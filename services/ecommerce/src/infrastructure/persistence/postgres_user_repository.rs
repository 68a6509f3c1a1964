//! PostgreSQL 用户仓储实现

use async_trait::async_trait;
use shop_adapter_postgres::{ConstraintViolation, constraint_violation, map_sqlx_error};
use shop_common::{OrderId, UserId};
use shop_errors::{AppError, AppResult};
use sqlx::PgPool;

use crate::domain::{NewUser, User, UserRepository};

pub struct PostgresUserRepository {
    pool: PgPool,
}

impl PostgresUserRepository {
    pub fn new(pool: PgPool) -> Self {
        Self { pool }
    }
}

/// 邮箱唯一约束冲突时给出可读信息
fn map_write_error(e: sqlx::Error, email: &str) -> AppError {
    match constraint_violation(&e) {
        Some(ConstraintViolation::Unique(_)) => {
            AppError::conflict(format!("Email {} is already registered", email))
        }
        _ => map_sqlx_error(e),
    }
}

#[async_trait]
impl UserRepository for PostgresUserRepository {
    async fn list_all(&self) -> AppResult<Vec<User>> {
        let rows = sqlx::query_as::<_, UserRow>(
            r#"
            SELECT u.id, u.name, u.address, u.email,
                   ARRAY(SELECT o.id FROM orders o WHERE o.user_id = u.id ORDER BY o.id) AS order_ids
            FROM users u
            ORDER BY u.id
            "#,
        )
        .fetch_all(&self.pool)
        .await
        .map_err(map_sqlx_error)?;

        Ok(rows.into_iter().map(Into::into).collect())
    }

    async fn find_by_id(&self, id: UserId) -> AppResult<Option<User>> {
        let row = sqlx::query_as::<_, UserRow>(
            r#"
            SELECT u.id, u.name, u.address, u.email,
                   ARRAY(SELECT o.id FROM orders o WHERE o.user_id = u.id ORDER BY o.id) AS order_ids
            FROM users u
            WHERE u.id = $1
            "#,
        )
        .bind(id.0)
        .fetch_optional(&self.pool)
        .await
        .map_err(map_sqlx_error)?;

        Ok(row.map(Into::into))
    }

    async fn create(&self, user: NewUser) -> AppResult<User> {
        let (id,): (i64,) = sqlx::query_as(
            r#"
            INSERT INTO users (name, address, email)
            VALUES ($1, $2, $3)
            RETURNING id
            "#,
        )
        .bind(&user.name)
        .bind(&user.address)
        .bind(&user.email)
        .fetch_one(&self.pool)
        .await
        .map_err(|e| map_write_error(e, &user.email))?;

        Ok(user.into_user(UserId(id)))
    }

    async fn update(&self, id: UserId, user: NewUser) -> AppResult<Option<User>> {
        let row = sqlx::query_as::<_, UserRow>(
            r#"
            WITH updated AS (
                UPDATE users
                SET name = $2, address = $3, email = $4
                WHERE id = $1
                RETURNING id, name, address, email
            )
            SELECT u.id, u.name, u.address, u.email,
                   ARRAY(SELECT o.id FROM orders o WHERE o.user_id = u.id ORDER BY o.id) AS order_ids
            FROM updated u
            "#,
        )
        .bind(id.0)
        .bind(&user.name)
        .bind(&user.address)
        .bind(&user.email)
        .fetch_optional(&self.pool)
        .await
        .map_err(|e| map_write_error(e, &user.email))?;

        Ok(row.map(Into::into))
    }

    async fn delete(&self, id: UserId) -> AppResult<bool> {
        let result = sqlx::query("DELETE FROM users WHERE id = $1")
            .bind(id.0)
            .execute(&self.pool)
            .await
            .map_err(|e| match constraint_violation(&e) {
                Some(ConstraintViolation::ForeignKey(_)) => {
                    AppError::conflict(format!("User {} still owns orders", id))
                }
                _ => map_sqlx_error(e),
            })?;

        Ok(result.rows_affected() > 0)
    }
}

// ============ 数据行映射 ============

#[derive(sqlx::FromRow)]
struct UserRow {
    id: i64,
    name: String,
    address: String,
    email: String,
    order_ids: Vec<i64>,
}

impl From<UserRow> for User {
    fn from(row: UserRow) -> Self {
        User {
            id: UserId(row.id),
            name: row.name,
            address: row.address,
            email: row.email,
            order_ids: row.order_ids.into_iter().map(OrderId).collect(),
        }
    }
}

----

INSTRUCTIONS TO FOLLOW: All of the material is to be written out exactly.

RESULT OF THIS EXERCISE:
filename services/ecommerce/src/infrastructure/persistence/postgres_user_repository.rs
repository 68a6509f3c1a1964
//! PostgreSQL 用户仓储实现

use async_trait::async_trait;
use shop_adapter_postgres::{ConstraintViolation, constraint_violation, map_sqlx_error};
use shop_common::{OrderId, UserId};
use shop_errors::{AppError, AppResult};
use sqlx::PgPool;

use crate::domain::{NewUser, User, UserRepository};

pub struct PostgresUserRepository {
    pool: PgPool,
}

impl PostgresUserRepository {
    pub fn new(pool: PgPool) -> Self {
        Self { pool }
    }
}

/// 邮箱唯一约束冲突时给出可读信息
fn map_write_error(e: sqlx::Error, email: &str) -> AppError {
    match constraint_violation(&e) {
        Some(ConstraintViolation::Unique(_)) => {
            AppError::conflict(format!("Email {} is already registered", email))
        }
        _ => map_sqlx_error(e),
    }
}

#[async_trait]
impl UserRepository for PostgresUserRepository {
    async fn list_all(&self) -> AppResult<Vec<User>> {
        let rows = sqlx::query_as::<_, UserRow>(
            r#"
            SELECT u.id, u.name, u.address, u.email,
                   ARRAY(SELECT o.id FROM orders o WHERE o.user_id = u.id ORDER BY o.id) AS order_ids
            FROM users u
            ORDER BY u.id
            "#,
        )
        .fetch_all(&self.pool)
        .await
        .map_err(map_sqlx_error)?;

        Ok(rows.into_iter().map(Into::into).collect())
    }

    async fn find_by_id(&self, id: UserId) -> AppResult<Option<User>> {
        let row = sqlx::query_as::<_, UserRow>(
            r#"
            SELECT u.id, u.name, u.address, u.email,
                   ARRAY(SELECT o.id FROM orders o WHERE o.user_id = u.id ORDER BY o.id) AS order_ids
            FROM users u
            WHERE u.id = $1
            "#,
        )
        .bind(id.0)
        .fetch_optional(&self.pool)
        .await
        .map_err(map_sqlx_error)?;

        Ok(row.map(Into::into))
    }

    async fn create(&self, user: NewUser) -> AppResult<User> {
        let (id,): (i64,) = sqlx::query_as(
            r#"
            INSERT INTO users (name, address, email)
            VALUES ($1, $2, $3)
            RETURNING id
            "#,
        )
        .bind(&user.name)
        .bind(&user.address)
        .bind(&user.email)
        .fetch_one(&self.pool)
        .await
        .map_err(|e| map_write_error(e, &user.email))?;

        Ok(user.into_user(UserId(id)))
    }

    async fn update(&self, id: UserId, user: NewUser) -> AppResult<Option<User>> {
        let row = sqlx::query_as::<_, UserRow>(
            r#"
            WITH updated AS (
                UPDATE users
                SET name = $2, address = $3, email = $4
                WHERE id = $1
                RETURNING id, name, address, email
            )
            SELECT u.id, u.name, u.address, u.email,
                   ARRAY(SELECT o.id FROM orders o WHERE o.user_id = u.id ORDER BY o.id) AS order_ids
            FROM updated u
            "#,
        )
        .bind(id.0)
        .bind(&user.name)
        .bind(&user.address)
        .bind(&user.email)
        .fetch_optional(&self.pool)
        .await
        .map_err(|e| map_write_error(e, &user.email))?;

        Ok(row.map(Into::into))
    }

    async fn delete(&self, id: UserId) -> AppResult<bool> {
        let result = sqlx::query("DELETE FROM users WHERE id = $1")
            .bind(id.0)
            .execute(&self.pool)
            .await
            .map_err(|e| match constraint_violation(&e) {
                Some(ConstraintViolation::ForeignKey(_)) => {
                    AppError::conflict(format!("User {} still owns orders", id))
                }
                _ => map_sqlx_error(e),
            })?;

        Ok(result.rows_affected() > 0)
    }
}

// ============ 数据行映射 ============

#[derive(sqlx::FromRow)]
struct UserRow {
    id: i64,
    name: String,
    address: String,
    email: String,
    order_ids: Vec<i64>,
}

impl From<UserRow> for User {
    fn from(row: UserRow) -> Self {
        User {
            id: UserId(row.id),
            name: row.name,
            address: row.address,
            email: row.email,
            order_ids: row.order_ids.into_iter().map(OrderId).collect(),
        }
    }
}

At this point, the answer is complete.